Perekonomian di Banten setahun demi setahun selalu mengalami peningkatan. Bisa dilihat dari kinerja perekonomian Banten pada Triwulan IV 2010 terus meningkat tercermin dari meningkatnya kinerja komponen permintaan dan sektoral secara simultan hingga mengalami akselerasi pada level 6,31% (yoy). Masih berlanjutnya pemulihan ekonomi dunia terutama emerging countries dan perekonomian nasional hingga akhir tahun 2010, meningkatnya permintaan domestik dan membaiknya ekspektasi masyarakat terhadap perekonomian baik konsumen maupun pelaku usaha diperkirakan berpengaruh cukup signifikan terhadap peningkatan kinerja sisi permintaan maupun kinerja sektoral.
Tekanan Inflasi Banten pada Triwulan IV 2010 meningkat dengan level inflasi Banten sebesar 6,10% (yoy) yang dipengaruhi terutama oleh komponen volatile foods. Berdasarkan hasil disagregasi inflasi, tekanan inflasi dari kelompok volatile foods khususnya padi-padian dan bumbu-bumbuan masih berlanjut pada Triwulan IV 2010. Gangguan cuaca yang berkepanjangan yang menghambat jumlah pasokan bahan makanan diperkirakan mendorong kontribusi inflasi volatile foods secara signifikan. Tekanan dari komponen administered prices juga terindikasi meningkat, sedangkan tekanan dari kelompok inti maupun administered prices masih cenderung stabil.
Setelah bertumbuh cukup tinggi pada Triwulan IV 2010 sebesar 6,31% (yoy), perekonomian Banten diperkirakan tetap bertumbuh tinggi namun cenderung sedikit melambat pada triwulan mendatang dengan kisaran angka sebesar 6,05% - 6,10% (yoy). Sektor-sektor utama seperti sektor industri pengolahan diperkirakan belum meningkat secara signifikan seiring dengan siklus bisnis yang umumnya cenderung slow down pada awal tahun, begitu pula dengan kinerja sektor perdagangan, hotel dan restoran. Selain itu, adanya gejolak politik di wilayah Timur Tengah diperkirakan cukup memberikan tekanan terhadap kinerja perdagangan internasional khususnya terkait dengan kinerja ekspor dan impor sektor industri pada triwulan mendatang.

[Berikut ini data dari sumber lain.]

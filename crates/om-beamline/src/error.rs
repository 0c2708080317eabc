//! Beamline-specific error types.

use om_elements::ElementError;
use om_linalg::LinalgError;
use thiserror::Error;

/// Beamline construction and composition errors.
#[derive(Error, Debug, Clone)]
pub enum BeamlineError {
    #[error("Invalid configuration: {what}")]
    InvalidConfiguration { what: String },

    #[error("Element {index} ('{name}'): {source}")]
    Element {
        index: usize,
        name: String,
        #[source]
        source: ElementError,
    },

    #[error("Linear algebra error: {0}")]
    Linalg(#[from] LinalgError),
}

pub type BeamlineResult<T> = Result<T, BeamlineError>;

impl BeamlineError {
    pub fn invalid(what: impl Into<String>) -> Self {
        BeamlineError::InvalidConfiguration { what: what.into() }
    }
}

#[cfg(test)]
mod tests {
    use super::*;

    #[test]
    fn element_error_names_position() {
        let err = BeamlineError::Element {
            index: 3,
            name: "QF".into(),
            source: ElementError::NonPhysical { what: "test" },
        };
        let msg = err.to_string();
        assert!(msg.contains('3'));
        assert!(msg.contains("QF"));
    }
}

Sejalan dengan membaiknya perekonomian, tekanan terhadap inflasi Banten pada Triwulan I 2011 pun diproyeksikan meningkat, ditambah dengan adanya gejolak harga pangan dan faktor eksternal. Inflasi Banten triwulan mendatang diperkirakan tetap pada level relatif tinggi dan diperkirakan berada pada kisaran 6,80% (yoy) lebih tinggi daripada Triwulan IV 2010 sebesar 6,10% (yoy). Membaiknya ekspektasi masyarakat terhadap kondisi perekonomian maupun kondisi penghasilan secara umum pada tahun 2011 diperkirakan memberikan dampak peningkatan permintaan dan kemudian meningkatkan potensi peningkatan harga/inflasi dari sisi permintaan. Di sisi lain, terganggunya pasokan/supply bahan pangan yang diperkirakan terus terjadi hingga Triwulan I 2011 akibat kondisi alam yang kurang menguntungkan dan ditambah dengan kenaikan harga barang impor (imported inflation) juga dapat memberikan tekanan yang cukup besar terhadap kondisi inflasi periode mendatang.

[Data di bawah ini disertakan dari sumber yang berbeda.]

//! Serializer: native values to compact JSON text.
//!
//! The writer walks a value's [`Shape`] depth-first into a private buffer.
//! Output is all-or-nothing: on any error the buffer is dropped and the
//! caller sees only the error.

use std::any::TypeId;
use std::collections::HashMap;
use std::sync::Arc;

use chrono::{DateTime, Utc};
use tracing::{debug, trace};

use crate::datetime::DateFormat;
use crate::error::SerializeError;
use crate::limits::Limits;
use crate::resolver::{ResolvedType, TypeResolver};
use crate::shape::{RecordRef, Serializable, Shape};

/// Serialize `value` with default limits and ISO-8601 dates.
///
/// # Examples
///
/// ```
/// use std::collections::BTreeMap;
/// use mfjson_core::{serialize, Registry};
///
/// let mut map = BTreeMap::new();
/// map.insert("quote", "---\"---");
/// let json = serialize(&map, &Registry::new()).unwrap();
/// assert_eq!(json, r#"{"quote":"---\"---"}"#);
/// ```
pub fn serialize<T: Serializable + ?Sized>(
    value: &T,
    resolver: &dyn TypeResolver,
) -> Result<String, SerializeError> {
    Writer::new(resolver).serialize(value)
}

/// Serializer configuration. Cheap to build; holds no per-call state.
#[derive(Clone, Copy)]
pub struct Writer<'r> {
    resolver: &'r dyn TypeResolver,
    limits: Limits,
    date_format: DateFormat,
}

impl<'r> Writer<'r> {
    pub fn new(resolver: &'r dyn TypeResolver) -> Self {
        Self {
            resolver,
            limits: Limits::default(),
            date_format: DateFormat::default(),
        }
    }

    pub fn with_limits(mut self, limits: Limits) -> Self {
        self.limits = limits;
        self
    }

    pub fn with_date_format(mut self, date_format: DateFormat) -> Self {
        self.date_format = date_format;
        self
    }

    /// Serialize one value into a fresh string.
    pub fn serialize<T: Serializable + ?Sized>(
        &self,
        value: &T,
    ) -> Result<String, SerializeError> {
        trace!("serialize start");
        let mut state = WriteState {
            config: self,
            out: String::new(),
            types: HashMap::new(),
            in_progress: Vec::new(),
            depth: 0,
        };
        match state.write_value(value.shape()) {
            Ok(()) => {
                trace!(len = state.out.len(), "serialize finished");
                Ok(state.out)
            }
            Err(err) => {
                debug!(error = %err, "serialize failed");
                Err(err)
            }
        }
    }
}

/// Per-call state: output buffer, resolver cache and the records currently
/// being written.
struct WriteState<'w, 'r> {
    config: &'w Writer<'r>,
    out: String,
    types: HashMap<TypeId, Arc<ResolvedType>>,
    in_progress: Vec<(usize, TypeId)>,
    depth: usize,
}

impl WriteState<'_, '_> {
    fn write_value(&mut self, shape: Shape<'_>) -> Result<(), SerializeError> {
        match shape {
            Shape::Null => self.out.push_str("null"),
            Shape::Bool(true) => self.out.push_str("true"),
            Shape::Bool(false) => self.out.push_str("false"),
            Shape::Integer(n) => self.out.push_str(&n.to_string()),
            Shape::Float(f) => self.out.push_str(&format_float(f)?),
            Shape::Str(s) => write_string(&mut self.out, &s),
            Shape::DateTime(t) => self.write_date(&t)?,
            Shape::Seq(items) => {
                self.enter()?;
                self.out.push('[');
                for (i, item) in items.enumerate() {
                    if i > 0 {
                        self.out.push(',');
                    }
                    self.write_value(item.shape())?;
                }
                self.out.push(']');
                self.depth -= 1;
            }
            Shape::Map(entries) => {
                self.enter()?;
                self.out.push('{');
                for (i, (key, value)) in entries.enumerate() {
                    if i > 0 {
                        self.out.push(',');
                    }
                    write_string(&mut self.out, key);
                    self.out.push(':');
                    self.write_value(value.shape())?;
                }
                self.out.push('}');
                self.depth -= 1;
            }
            Shape::Record(record) => self.write_record(record)?,
        }
        Ok(())
    }

    fn enter(&mut self) -> Result<(), SerializeError> {
        self.depth += 1;
        if self.depth > self.config.limits.max_depth {
            return Err(SerializeError::NestingTooDeep(self.config.limits.max_depth));
        }
        Ok(())
    }

    fn write_date(&mut self, t: &DateTime<Utc>) -> Result<(), SerializeError> {
        let text = match self.config.date_format {
            DateFormat::Iso8601 => crate::datetime::to_iso8601(t)
                .map_err(|err| SerializeError::DateOutOfRange(err.input))?,
            DateFormat::Ajax => crate::datetime::to_ajax(t),
        };
        write_string(&mut self.out, &text);
        Ok(())
    }

    /// Look up a record's members, asking the resolver at most once per type.
    fn resolve(&mut self, record: &RecordRef<'_>) -> Result<Arc<ResolvedType>, SerializeError> {
        if let Some(resolved) = self.types.get(&record.type_id()) {
            return Ok(Arc::clone(resolved));
        }
        let resolved = self
            .config
            .resolver
            .resolve(record.type_id())
            .ok_or_else(|| SerializeError::UnresolvedType {
                type_name: record.type_name().to_string(),
            })?;
        debug!(
            rust_type = record.type_name(),
            members = resolved.members().len(),
            "resolved record type"
        );
        self.types.insert(record.type_id(), Arc::clone(&resolved));
        Ok(resolved)
    }

    fn write_record(&mut self, record: RecordRef<'_>) -> Result<(), SerializeError> {
        self.enter()?;

        let identity = record.identity();
        if self.in_progress.contains(&identity) {
            return Err(SerializeError::Cycle {
                type_name: record.type_name().to_string(),
            });
        }

        let resolved = self.resolve(&record)?;
        if resolved.members().is_empty() {
            return Err(SerializeError::NoMembers {
                type_name: resolved.name().to_string(),
            });
        }

        self.in_progress.push(identity);
        self.out.push('{');
        for (i, member) in resolved.members().iter().enumerate() {
            let field = member
                .read(record.value())
                .map_err(|source| SerializeError::Member {
                    type_name: resolved.name().to_string(),
                    member: member.name().to_string(),
                    source,
                })?;
            let shape = field.as_dyn().shape();

            if let Some(found) = shape.kind() {
                if !member.kind().accepts(found) {
                    return Err(SerializeError::KindMismatch {
                        type_name: resolved.name().to_string(),
                        member: member.name().to_string(),
                        expected: member.kind().as_str(),
                        found: found.as_str(),
                    });
                }
            }

            if i > 0 {
                self.out.push(',');
            }
            write_string(&mut self.out, member.name());
            self.out.push(':');
            self.write_value(shape)?;
        }
        self.out.push('}');
        self.in_progress.pop();
        self.depth -= 1;
        Ok(())
    }
}

/// Format a finite double as the shortest text that parses back to it.
///
/// Integral values keep a `.0` so they read back as floats. Magnitudes of
/// at least 1e16 or below 1e-5 switch to exponent form.
pub fn format_float(f: f64) -> Result<String, SerializeError> {
    if !f.is_finite() {
        return Err(SerializeError::NonFiniteFloat(f));
    }
    let magnitude = f.abs();
    if magnitude != 0.0 && !(1e-5..1e16).contains(&magnitude) {
        return Ok(format!("{:e}", f));
    }
    let mut text = f.to_string();
    if !text.contains('.') {
        text.push_str(".0");
    }
    Ok(text)
}

/// Append `s` as a quoted JSON string. `/` is left as is.
pub fn write_string(out: &mut String, s: &str) {
    out.reserve(s.len() + 2);
    out.push('"');
    let mut start = 0;
    for (i, ch) in s.char_indices() {
        let escape = match ch {
            '"' => "\\\"",
            '\\' => "\\\\",
            '\u{08}' => "\\b",
            '\u{0c}' => "\\f",
            '\n' => "\\n",
            '\r' => "\\r",
            '\t' => "\\t",
            c if (c as u32) < 0x20 => "",
            _ => continue,
        };
        out.push_str(&s[start..i]);
        if escape.is_empty() {
            out.push_str(&format!("\\u{:04x}", ch as u32));
        } else {
            out.push_str(escape);
        }
        start = i + ch.len_utf8();
    }
    out.push_str(&s[start..]);
    out.push('"');
}

#[cfg(test)]
mod tests {
    use super::*;
    use crate::resolver::Registry;

    fn quoted(s: &str) -> String {
        let mut out = String::new();
        write_string(&mut out, s);
        out
    }

    #[test]
    fn float_formatting() {
        assert_eq!(format_float(24.565657576).unwrap(), "24.565657576");
        assert_eq!(format_float(1.0).unwrap(), "1.0");
        assert_eq!(format_float(-0.0).unwrap(), "-0.0");
        assert_eq!(format_float(0.1).unwrap(), "0.1");
        assert_eq!(format_float(1e15).unwrap(), "1000000000000000.0");
        assert_eq!(format_float(1e16).unwrap(), "1e16");
        assert_eq!(format_float(1e300).unwrap(), "1e300");
        assert_eq!(format_float(1.5e-7).unwrap(), "1.5e-7");
        assert_eq!(format_float(0.00001).unwrap(), "0.00001");
    }

    #[test]
    fn non_finite_floats_rejected() {
        assert!(matches!(
            format_float(f64::INFINITY),
            Err(SerializeError::NonFiniteFloat(_))
        ));
        assert!(format_float(f64::NAN).is_err());
    }

    #[test]
    fn string_escapes() {
        assert_eq!(quoted("---\"---"), r#""---\"---""#);
        assert_eq!(quoted("---\\---"), r#""---\\---""#);
        assert_eq!(quoted("a/b"), r#""a/b""#);
        assert_eq!(quoted("\u{08}\u{0c}\n\r\t"), r#""\b\f\n\r\t""#);
        assert_eq!(quoted("\u{01}\u{1f}"), r#""\u0001\u001f""#);
        assert_eq!(quoted("héllo 你好"), "\"héllo 你好\"");
    }

    #[test]
    fn integers_cover_unsigned_range() {
        let registry = Registry::new();
        assert_eq!(serialize(&u64::MAX, &registry).unwrap(), "18446744073709551615");
        assert_eq!(serialize(&i64::MIN, &registry).unwrap(), "-9223372036854775808");
    }

    #[test]
    fn depth_limit_applies_to_sequences() {
        let registry = Registry::new();
        let nested = vec![vec![vec![1]]];
        let writer = Writer::new(&registry).with_limits(Limits::default().with_max_depth(2));
        assert_eq!(
            writer.serialize(&nested),
            Err(SerializeError::NestingTooDeep(2))
        );
        assert_eq!(
            Writer::new(&registry).serialize(&nested).unwrap(),
            "[[[1]]]"
        );
    }

    #[test]
    fn dates_follow_writer_format() {
        let registry = Registry::new();
        let t = DateTime::from_timestamp_millis(1_429_703_799_456).unwrap();
        assert_eq!(
            serialize(&t, &registry).unwrap(),
            r#""2015-04-22T11:56:39.456Z""#
        );
        let ajax = Writer::new(&registry).with_date_format(DateFormat::Ajax);
        assert_eq!(ajax.serialize(&t).unwrap(), r#""/Date(1429703799456)/""#);
    }

    #[test]
    fn five_digit_year_rejected_for_iso() {
        let registry = Registry::new();
        let ajax = Writer::new(&registry).with_date_format(DateFormat::Ajax);
        for millis in [253_402_300_800_000, -62_200_000_000_000] {
            let t = DateTime::from_timestamp_millis(millis).unwrap();
            assert_eq!(
                serialize(&t, &registry),
                Err(SerializeError::DateOutOfRange(t.to_string()))
            );
            assert!(ajax.serialize(&t).is_ok());
        }
    }
}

b. Pendapatan Asli Daerah Provinsi Banten
Setiap masing-masing provinsi di Indonesia memiliki pendapatan asli dari daerahnya. Termasuk juga dengan provinsi banten bisa dilihat dari kurung waktu antara 2002-2005 pendapatan-pendapatan yang masuk Secara keseluruhan, realisasi pendapatan daerah Provinsi Banten dalam kurun waktu 2002-2005 semakin menunjukkan penguatan kapasitas, dimana realisasi sebesar Rp. 915,65 Milyar pada tahun 2002 telah berhasil ditingkatkan menjadi Rp. 1.784,94 Milyar hingga tahun 2006. Penguatan kapasitas tersebut ditandai dengan rata-rata pencapaian target 104,73% per tahun serta dengan rata-rata laju pertumbuhan 16,23% per tahun. Berdasarkan Perda No. 2 Tahun 2006, target pendapatan daerah pada tahun 2006 adalah sebesar Rp. 1.784,94 Milyar, dengan demikian laju pertumbuhan yang diharapkan terhadap realisasi 2005 adalah 11,67%2).

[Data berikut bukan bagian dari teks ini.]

/// Parser contract tests: JSON text to `Value`, including the error surface.
use mfjson_core::{parse, parse_with_limits, Limits, ParseErrorKind, Value};

fn kind_of(input: &str) -> ParseErrorKind {
    parse(input).unwrap_err().kind
}

// ============================================================================
// Documents
// ============================================================================

#[test]
fn basic_deserialization() {
    let json = r#"[{"stringtest":"hello world","nulltest":null,"collection":[-1,null,24.565657576,"blah",false]}]"#;
    let tree = parse(json).unwrap();
    assert_eq!(tree.len(), 1);

    let table = &tree[0];
    assert_eq!(table.len(), 3);
    assert_eq!(table["stringtest"].as_str(), Some("hello world"));
    assert!(table["nulltest"].is_null());

    let collection = &table["collection"];
    assert_eq!(collection.len(), 5);
    assert_eq!(collection[0], Value::Integer(-1));
    assert!(collection[1].is_null());
    assert_eq!(collection[2], Value::Float(24.565657576));
    assert_eq!(collection[3].as_str(), Some("blah"));
    assert_eq!(collection[4], Value::Bool(false));
}

#[test]
fn whitespace_between_tokens() {
    let tree = parse(" \t\r\n{ \"a\" :\n[ 1 , 2 ] }\n").unwrap();
    assert_eq!(tree["a"][1], Value::Integer(2));
}

#[test]
fn number_classification() {
    assert_eq!(parse("0").unwrap(), Value::Integer(0));
    assert_eq!(parse("-0").unwrap(), Value::Integer(0));
    assert_eq!(parse("1.0").unwrap(), Value::Float(1.0));
    assert_eq!(parse("1e2").unwrap(), Value::Float(100.0));
    assert_eq!(parse("-2.5E-3").unwrap(), Value::Float(-0.0025));
    assert_eq!(
        parse("9223372036854775807").unwrap(),
        Value::Integer(i64::MAX)
    );
    assert_eq!(
        parse("-9223372036854775808").unwrap(),
        Value::Integer(i64::MIN)
    );
    assert_eq!(
        parse("9223372036854775808").unwrap(),
        Value::Float(9223372036854775808.0)
    );
}

#[test]
fn malformed_numbers() {
    for bad in ["01", "-", "1.", ".5", "1e", "1e+", "+1", "--1", "0x10"] {
        assert!(parse(bad).is_err(), "accepted {bad:?}");
    }
    assert_eq!(kind_of("1e400"), ParseErrorKind::NumberOutOfRange);
}

#[test]
fn string_escapes_decoded() {
    let tree = parse(r#""a\"b\\c\/d\b\f\n\r\tAé😀""#).unwrap();
    assert_eq!(
        tree.as_str(),
        Some("a\"b\\c/d\u{08}\u{0c}\n\r\tAé\u{1F600}")
    );
}

#[test]
fn string_errors() {
    assert_eq!(kind_of("\"abc"), ParseErrorKind::UnterminatedString);
    assert_eq!(kind_of("\"a\u{01}b\""), ParseErrorKind::ControlCharacter(0x01));
    assert_eq!(kind_of(r#""\x""#), ParseErrorKind::InvalidEscape('x'));
    assert_eq!(kind_of(r#""\u12G4""#), ParseErrorKind::InvalidUnicodeEscape);
    assert_eq!(kind_of(r#""\ud83d""#), ParseErrorKind::LoneSurrogate(0xd83d));
    assert_eq!(kind_of(r#""\ude00""#), ParseErrorKind::LoneSurrogate(0xde00));
}

#[test]
fn literal_errors() {
    assert_eq!(kind_of("nul"), ParseErrorKind::InvalidLiteral);
    assert_eq!(kind_of("True"), ParseErrorKind::UnexpectedCharacter('T'));
}

#[test]
fn duplicate_keys_preserved_last_wins_on_lookup() {
    let tree = parse(r#"{"id":1,"id":2}"#).unwrap();
    assert_eq!(tree.len(), 2);
    assert_eq!(tree["id"], Value::Integer(2));
    assert_eq!(tree.to_json_string().unwrap(), r#"{"id":1,"id":2}"#);
}

#[test]
fn canonical_output_drops_whitespace_only() {
    let text = "{ \"b\" : [ 1 , 2.50 , \"x/y\" ] , \"a\" : null }";
    assert_eq!(
        parse(text).unwrap().to_json_string().unwrap(),
        r#"{"b":[1,2.5,"x/y"],"a":null}"#
    );
}

// ============================================================================
// Positions and limits
// ============================================================================

#[test]
fn error_position_counts_characters() {
    let err = parse("[\"é\", x]").unwrap_err();
    assert_eq!(err.kind, ParseErrorKind::UnexpectedCharacter('x'));
    assert_eq!(err.offset, 7);
    assert_eq!((err.line, err.column), (1, 7));
}

#[test]
fn error_display_includes_position() {
    let err = parse("[1,\n  ]").unwrap_err();
    assert_eq!(
        err.to_string(),
        "parse error at line 2, column 3: expected a value"
    );
}

#[test]
fn strict_limits() {
    let deep = format!("{}{}", "[".repeat(33), "]".repeat(33));
    let err = parse_with_limits(&deep, Limits::strict()).unwrap_err();
    assert_eq!(err.kind, ParseErrorKind::NestingTooDeep(32));

    let shallow = format!("{}{}", "[".repeat(32), "]".repeat(32));
    assert!(parse_with_limits(&shallow, Limits::strict()).is_ok());
}

#[test]
fn deep_objects_hit_limit() {
    let deep = "{\"a\":".repeat(200);
    assert_eq!(kind_of(&deep), ParseErrorKind::NestingTooDeep(128));
}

Penguatan kapasitas pendapatan daerah terutama ditopang oleh peningkatan kinerja dan peran Pendapatan Asli Daerah (PAD) dalam struktur pendapatan daerah, dimana dari Rp. 439,38 Milyar atau 47,99% terhadap total pendapatan daerah (2002) telah dapat ditingkatkan menjadi Rp. 1.070,23 Milyar atau 66,59% (2005), atau dengan laju pertumbuhan rata-rata 34,63% per tahun. Di samping itu, Dana Perimbangan juga masih memberikan peran besar terhadap struktur pendapatan daerah, meskipun dari tahun ke tahun nilainya mengalami peningkatan dengan kecenderungan stagnan (laju rata-rata 8,80% per tahun)2).
Secara keseluruhan, PAD masih berpeluang untuk ditingkatkan, dengan menindaklanjuti berbagai peluang atau kendala yang belum dapat diupayakan selama periode 2002-2005, antara lain: penerapan Pajak Kendaraan di Atas Air (PKAA) dan Bea Balik Nama Kendaraan di Atas Air (BBNKAA), belum optimalnya kinerja dan peran pos Retribusi Daerah (rata-rata kontribusi per tahun baru mencapai 0,29%) terhadap PAD maupun pendapatan daerah, serta masih lambannya upaya ekstensifikasi pendapatan daerah melalui pembentukan badan usaha milik daerah.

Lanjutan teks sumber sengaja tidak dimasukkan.